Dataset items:
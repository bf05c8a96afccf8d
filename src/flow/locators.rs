//! Element locators for the onboarding screens

use crate::driver::Selector;

pub const EMAIL_INPUT: &str = "input";
pub const PASSWORD_INPUT: &str = "input[type=\"password\"]";
pub const TEXT_INPUT: &str = "input[type=\"text\"]";
pub const EMPLOYEE_CARD: &str = ".employee-card";
pub const COMING_SOON_CARD: &str = ".employee-card.coming-soon";
pub const AVATAR_IMAGE: &str = "img[src*=\"avatars\"]";
pub const TERMS_LINK: &str = "a[href*=\"terms\"]";

pub fn continue_button() -> Selector {
    Selector::button("Continue")
}

pub fn back_control() -> Selector {
    Selector::AnyOf(vec![Selector::button("Back"), Selector::css(".back-btn")])
}

/// Control that leaves the persona picker
pub fn employee_continue() -> Vec<Selector> {
    vec![
        Selector::css(".employee-continue-fixed button"),
        Selector::button("Meet"),
        Selector::button("Continue"),
    ]
}

/// Control that leaves personalization and opens the conversation
pub fn meet_assistant() -> Vec<Selector> {
    vec![
        Selector::button("Meet your AI"),
        Selector::button("Meet"),
        Selector::css("button.btn-primary"),
    ]
}

/// Trial or paywall gate shown before the first conversation
pub fn activation() -> Vec<Selector> {
    vec![
        Selector::button("Start free trial"),
        Selector::button("Start trial"),
        Selector::button("Activate"),
    ]
}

• **Exercise instructions**:
Every record above is to be copied out again exactly as written.

• **Response below**:
repository bf05c8a96afccf8d
filename src/flow/locators.rs
//! Element locators for the onboarding screens

use crate::driver::Selector;

pub const EMAIL_INPUT: &str = "input";
pub const PASSWORD_INPUT: &str = "input[type=\"password\"]";
pub const TEXT_INPUT: &str = "input[type=\"text\"]";
pub const EMPLOYEE_CARD: &str = ".employee-card";
pub const COMING_SOON_CARD: &str = ".employee-card.coming-soon";
pub const AVATAR_IMAGE: &str = "img[src*=\"avatars\"]";
pub const TERMS_LINK: &str = "a[href*=\"terms\"]";

pub fn continue_button() -> Selector {
    Selector::button("Continue")
}

pub fn back_control() -> Selector {
    Selector::AnyOf(vec![Selector::button("Back"), Selector::css(".back-btn")])
}

/// Control that leaves the persona picker
pub fn employee_continue() -> Vec<Selector> {
    vec![
        Selector::css(".employee-continue-fixed button"),
        Selector::button("Meet"),
        Selector::button("Continue"),
    ]
}

/// Control that leaves personalization and opens the conversation
pub fn meet_assistant() -> Vec<Selector> {
    vec![
        Selector::button("Meet your AI"),
        Selector::button("Meet"),
        Selector::css("button.btn-primary"),
    ]
}

/// Trial or paywall gate shown before the first conversation
pub fn activation() -> Vec<Selector> {
    vec![
        Selector::button("Start free trial"),
        Selector::button("Start trial"),
        Selector::button("Activate"),
    ]
}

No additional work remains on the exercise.